Smokestacks

The UN’s climate change panel (IPCC) has warned that if measures are not taken to lower global CO2 emissions between 50 and 85% by the year 2050, it will be too late to halt the rise of the earth’s average temperature above the 2 degree Celsius mark.

The question remains: how strong is the political will to heed this warning - despite the last-minute agreement reached in Durban (December 11) by nearly 200 countries to adopt a legal agreement on climate change by 2015 which won’t go into effect until 2020?

The accord that was finally reached at the end of the week-long conference is largely a stop-gap measure designed to keep the current 1997 Kyoto protocol in effect until a new agreement is adopted.

The good news is that - unlike Kyoto - the Durban deal would put all countries, including the world’s top emitters - China, India, Brazil and the US - under the same legal regime to enforce commitments made to control greenhouse gases. 
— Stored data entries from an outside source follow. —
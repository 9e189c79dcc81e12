//! Graphviz-backed [`Renderer`].

use std::io::{ErrorKind, Write};
use std::path::Path;
use std::process::{Command, Stdio};

use crate::error::RenderError;

use super::Renderer;

/// Renders through the Graphviz `dot` executable: `dot` layout to PNG for
/// static output, the `fdp` force-directed layout in an X11 window for
/// interactive viewing.
#[derive(Debug, Clone)]
pub struct GraphvizRenderer {
    command: String,
}

impl GraphvizRenderer {
    pub fn new(command: impl Into<String>) -> Self {
        Self {
            command: command.into(),
        }
    }

    /// Pipe `dot` into the executable with `args`.
    fn run(&self, args: &[&str], dot: &str) -> Result<(), RenderError> {
        log::debug!("running {} {}", self.command, args.join(" "));
        let mut child = Command::new(&self.command)
            .args(args)
            .stdin(Stdio::piped())
            .stdout(Stdio::null())
            .stderr(Stdio::piped())
            .spawn()
            .map_err(|source| RenderError::Spawn {
                command: self.command.clone(),
                source,
            })?;

        // A command that exits without reading closes the pipe early; its
        // exit status is the error worth reporting.
        if let Some(mut stdin) = child.stdin.take() {
            match stdin.write_all(dot.as_bytes()) {
                Err(e) if e.kind() != ErrorKind::BrokenPipe => return Err(e.into()),
                _ => {}
            }
        }
        let output = child.wait_with_output()?;

        if !output.status.success() {
            let stderr = String::from_utf8_lossy(&output.stderr);
            return Err(RenderError::Failed {
                command: self.command.clone(),
                status: output.status.to_string(),
                stderr: stderr.trim().to_string(),
            });
        }
        Ok(())
    }
}

impl Default for GraphvizRenderer {
    fn default() -> Self {
        Self::new("dot")
    }
}

impl Renderer for GraphvizRenderer {
    fn render_static(&self, dot: &str, output: &Path) -> Result<(), RenderError> {
        let output = output.to_string_lossy();
        self.run(&["-Tpng", "-o", &output], dot)
    }

    fn show_interactive(&self, dot: &str) -> Result<(), RenderError> {
        self.run(&["-Kfdp", "-Tx11"], dot)
    }
}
The bad news is that there are indications that some countries are dragging their feet. The day after Durban ended, Canada announced it will no longer abide by Kyoto although it will honor its pledge for a new accord by 2020.
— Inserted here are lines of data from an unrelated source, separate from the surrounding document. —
//! Resolve node/attribute memberships and mint their term URIs.

use std::collections::HashSet;

use crate::error::ModelError;
use crate::model::iri::{IriMinter, NodeUri, TermUri};
use crate::model::record::{AttributeRecord, ModelTable};

use super::closure::AttributeIndex;

/// One attribute as a member of one node.
#[derive(Debug, Clone)]
pub struct Membership<'a> {
    pub node: &'a AttributeRecord,
    pub attribute: &'a AttributeRecord,
    pub node_uri: NodeUri,
    pub term: TermUri,
}

/// All memberships of a table, grouped by node in table order.
#[derive(Debug, Clone)]
pub struct ResolvedModel<'a> {
    pub nodes: Vec<NodeUri>,
    pub memberships: Vec<Membership<'a>>,
}

/// An attribute shared by several nodes yields one membership per node.
pub fn resolve<'a>(
    table: &'a ModelTable,
    minter: &IriMinter,
) -> Result<ResolvedModel<'a>, ModelError> {
    let index = AttributeIndex::new(table);
    let mut nodes = Vec::with_capacity(table.nodes.len());
    let mut memberships = Vec::new();

    for name in &table.nodes {
        let node = index
            .node(name)
            .ok_or_else(|| ModelError::UnknownNode(name.clone()))?;
        let node_uri = minter.node(&node.name);
        let mut terms = HashSet::new();
        for attribute in index.closure(node)? {
            let term = minter.term(&node.name, &attribute.name);
            if !terms.insert(term.clone()) {
                log::warn!(
                    "attribute '{}' of node '{}' collides with another attribute as {term}",
                    attribute.name,
                    node.name
                );
            }
            memberships.push(Membership {
                node,
                attribute,
                node_uri: node_uri.clone(),
                term,
            });
        }
        nodes.push(node_uri);
    }

    log::info!(
        "resolved {} memberships across {} nodes",
        memberships.len(),
        nodes.len()
    );
    Ok(ResolvedModel { nodes, memberships })
}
“We don’t expect other countries to follow suit,” said Jonathan Lynn, director of communications at IPCC in Geneva. “Canada was clearly concerned that under Kyoto they would have to pay a penalty and that’s why they’ve withdrawn.” Rather than reduce greenhouse gases as promised under Kyoto, levels have risen by more than 4% largely due to Canada’s embrace of tar sand mining, resulting in an enormous fine.
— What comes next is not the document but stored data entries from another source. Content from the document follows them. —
//! Normalize either dialect into one attribute-record table.

use std::collections::{HashMap, HashSet};

use crate::error::SourceError;
use crate::model::record::{AttributeRecord, ModelTable};

use super::dialect::Dialect;
use super::loader::SourceTable;
use super::rows::{DependencyRow, FlatRow};

/// Normalize `table` as `dialect`. Every data row becomes a record or an error.
pub fn normalize(table: &SourceTable, dialect: Dialect) -> Result<ModelTable, SourceError> {
    for &column in dialect.required_columns() {
        if !table.has_column(column) {
            return Err(SourceError::MissingColumn {
                column,
                dialect: dialect.as_str(),
            });
        }
    }

    let records = match dialect {
        Dialect::DependencyGraph => dependency_records(table)?,
        Dialect::FlatNodeProperty => flat_records(table)?,
    };
    let model = ModelTable::new(dialect, records);
    log::info!(
        "normalized {} rows into {} nodes and {} attributes ({dialect})",
        table.len(),
        model.nodes.len(),
        model.attributes().count()
    );
    Ok(model)
}

fn dependency_records(table: &SourceTable) -> Result<Vec<AttributeRecord>, SourceError> {
    let mut seen = HashSet::new();
    let mut records = Vec::with_capacity(table.len());
    for (row, parsed) in table.rows::<DependencyRow>() {
        let r = parsed?;
        if r.attribute.is_empty() {
            return Err(empty_cell(row, "Attribute"));
        }
        if !seen.insert(r.attribute.clone()) {
            return Err(SourceError::DuplicateAttribute {
                row,
                name: r.attribute,
            });
        }
        records.push(AttributeRecord {
            name: r.attribute,
            scope: None,
            depends_on: split_list(&r.depends_on),
            description: r.description,
            properties_ref: r.properties,
            required: parse_flag(&r.required),
            valid_values: split_list(&r.valid_values),
            source_type: r.column_type,
            validation_rule: r.validation_rules,
        });
    }
    Ok(records)
}

/// Flat tables have no node rows, so one is synthesized per distinct node,
/// placed before the node's first property.
fn flat_records(table: &SourceTable) -> Result<Vec<AttributeRecord>, SourceError> {
    let mut records: Vec<AttributeRecord> = Vec::with_capacity(table.len());
    let mut node_rows: HashMap<String, usize> = HashMap::new();
    let mut seen = HashSet::new();
    for (row, parsed) in table.rows::<FlatRow>() {
        let r = parsed?;
        if r.node.is_empty() {
            return Err(empty_cell(row, "Node"));
        }
        if r.property.is_empty() {
            return Err(empty_cell(row, "Property"));
        }
        if !seen.insert((r.node.clone(), r.property.clone())) {
            return Err(SourceError::DuplicateAttribute {
                row,
                name: format!("{}.{}", r.node, r.property),
            });
        }

        let node_row = *node_rows.entry(r.node.clone()).or_insert_with(|| {
            records.push(AttributeRecord::node(r.node.clone(), Vec::<String>::new()));
            records.len() - 1
        });
        records[node_row].depends_on.push(r.property.clone());

        records.push(AttributeRecord {
            properties_ref: flat_properties_ref(&r.key, &r.mappings),
            required: parse_flag(&r.required),
            valid_values: split_values(&r.valid_values),
            name: r.property,
            scope: Some(r.node),
            depends_on: Vec::new(),
            description: r.description,
            source_type: r.value_type,
            validation_rule: String::new(),
        });
    }
    Ok(records)
}

fn empty_cell(row: usize, column: &str) -> SourceError {
    SourceError::MalformedRow {
        row,
        reason: format!("empty '{column}' cell"),
    }
}

/// Fold the flat dialect's `Key` and `Mappings` cells into one
/// properties reference, the way dependency-graph tables spell it.
fn flat_properties_ref(key: &str, mappings: &str) -> String {
    let key = key.trim();
    let lower = key.to_ascii_lowercase();
    let marker = if lower.starts_with("foreign") || lower.starts_with("fk") {
        let target = key
            .split_once(':')
            .map(|(_, target)| target.trim().replace(char::is_whitespace, "_"))
            .filter(|target| !target.is_empty());
        Some(match target {
            Some(target) => format!("foreign_key:{target}"),
            None => "foreign_key".to_string(),
        })
    } else if lower.starts_with("primary") || lower == "pk" || parse_flag(key) {
        Some("primary_key".to_string())
    } else {
        None
    };
    marker
        .into_iter()
        .chain(Some(mappings.trim().to_string()).filter(|m| !m.is_empty()))
        .collect::<Vec<_>>()
        .join(", ")
}

/// Parse a boolean-like cell: `TRUE`, `Yes`, `Y`, `1`, `Required` or `x`.
pub fn parse_flag(cell: &str) -> bool {
    matches!(
        cell.trim().to_ascii_lowercase().as_str(),
        "true" | "yes" | "y" | "1" | "required" | "x"
    )
}

/// Split a comma-joined cell, dropping brackets, quotes and empty items.
pub fn split_list(cell: &str) -> Vec<String> {
    split_on(cell, &[','])
}

/// Split an enumeration cell. Semicolons or pipes take precedence over
/// commas so values that contain commas survive.
pub fn split_values(cell: &str) -> Vec<String> {
    if cell.contains([';', '|']) {
        split_on(cell, &[';', '|'])
    } else {
        split_on(cell, &[','])
    }
}

fn split_on(cell: &str, separators: &[char]) -> Vec<String> {
    let cell = cell.trim();
    let cell = cell
        .strip_prefix('[')
        .and_then(|c| c.strip_suffix(']'))
        .unwrap_or(cell);
    cell.split(separators)
        .map(|item| item.trim().trim_matches(['"', '\'']).trim())
        .filter(|item| !item.is_empty())
        .map(str::to_string)
        .collect()
}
Pressure from coal and oil lobbies is also compromising efforts to go green in the US and other industrialized countries. While the Obama administration tries to encourage investment in renewable energies by granting tens of billions in special subsidies, oil and gas production has boomed thanks to private investment.

Both the IPCC and the World Meteorological Organization (WMO) noted that many of the studies denying that human activity plays a major role in global warming are funded by coal and oil interests.

“Some of this funding does come from vested interests,” said WMO spokeswoman Claire Nullis.  She cited a recent study by scientists from the University of Berkley - funded by the coal industry - that disputed the WMO graphs about warming temperatures.  However, the move  backfired: “They came up with very similar findings and that has caused a lot of unhappiness -  to put it mildly - among those who would deny that global warming is taking place and that it is human-induced.”